Platforms like Managed offer a practical solution by automating AML and KYC processes through secure payment gateways. Managed eliminates the need for manual trust accounts and replaces them with automated compliance tools, helping agencies reduce their administrative workload and flag suspicious activity in real time.
By using Managed’s built-in compliance frameworks, agencies can:
- Avoid making subjective assumptions about client behaviour by relying on automated detection systems.
- Ensure payments are monitored accurately and reported according to regulatory standards.
- Minimise risk and liability through robust, pre-built AML checks that meet legal requirements.
- With automation, agencies can focus on serving clients without being burdened by complex administrative tasks or the fear of missing illicit activities.
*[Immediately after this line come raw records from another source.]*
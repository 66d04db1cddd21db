//! Stream initiation payloads, data forms, IQ envelopes and CBOR codec for xfer.
//!
//! This crate holds the protocol-level vocabulary shared by the negotiation
//! core and whatever connection carries it: the stream initiation (SI) offer,
//! the feature-negotiation data form, the submit-form shape check and the
//! payload codec.
//!
//! ## Exchange
//!
//! ```text
//! sender                                   peer
//!   | -- disco#info query ------------------> |
//!   | <------------- features (si, profiles)  |
//!   | -- IQ set: SI offer (form, options) --> |
//!   | <------ IQ result: SI submit (1 value)  |
//!   | == selected mechanism moves bytes ===== |
//! ```
//!
//! XML stanza encoding and IQ id correlation belong to the connection; the SI
//! payload itself travels as canonical CBOR of [`StreamInitiation`].

#![warn(missing_docs)]
#![warn(clippy::all)]

pub mod codec;
pub mod error;
pub mod form;
pub mod si;
pub mod stanza;

// Re-export main types
pub use codec::{decode_si, encode_si};
pub use error::{FormShapeError, WireError};
pub use form::{validate_submit, DataForm, FormField, FormOption, FormType};
pub use si::{FeatureNegotiation, FileMeta, StreamInitiation};
pub use stanza::{ClientIq, IqKind, Stanza};

/// Stream initiation namespace; a peer must advertise it to take offers
pub const NS_SI: &str = "http://jabber.org/protocol/si";

/// Prefix shared by every stream initiation profile feature
pub const NS_SI_PROFILE_PREFIX: &str = "http://jabber.org/protocol/si/profile/";

/// The file transfer profile
pub const PROFILE_FILE_TRANSFER: &str = "http://jabber.org/protocol/si/profile/file-transfer";

/// In-band bytestreams mechanism identifier
pub const NS_IBB: &str = "http://jabber.org/protocol/ibb";

/// Name of the form field that carries the transport mechanism choice
pub const STREAM_METHOD_FIELD: &str = "stream-method";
The success of Tranche 2 depends not just on agencies adopting new processes but also on regulators providing clear, actionable guidance.
Agencies need better support to understand what constitutes suspicious activity and how to navigate the grey areas effectively. Without this clarity, many firms may err on the side of caution and report excessive transactions, increasing workloads for both agencies and regulators. Conversely, underreporting due to confusion could leave agencies exposed to legal penalties.
With AML a serious issue for Australian business and the economy, and a focus point for regulators, the solution for a better compliance solution is directly connected to embracing technology.
While Tranche 2 reforms represent a significant shift for the real estate industry, they don’t have to be viewed as a burden. Agencies that embrace automated solutions like Managed can stay compliant without being overwhelmed by administrative work. At the same time, the industry must push for greater clarity from regulators on reporting requirements to ensure agents are equipped to fulfil their duties responsibly.
By leveraging technology and seeking better guidance, agencies can meet regulatory demands confidently, reduce their exposure to risk, and position themselves for sustainable growth in a compliant, transparent future.
Rohith George is the chief operating officer of Managed.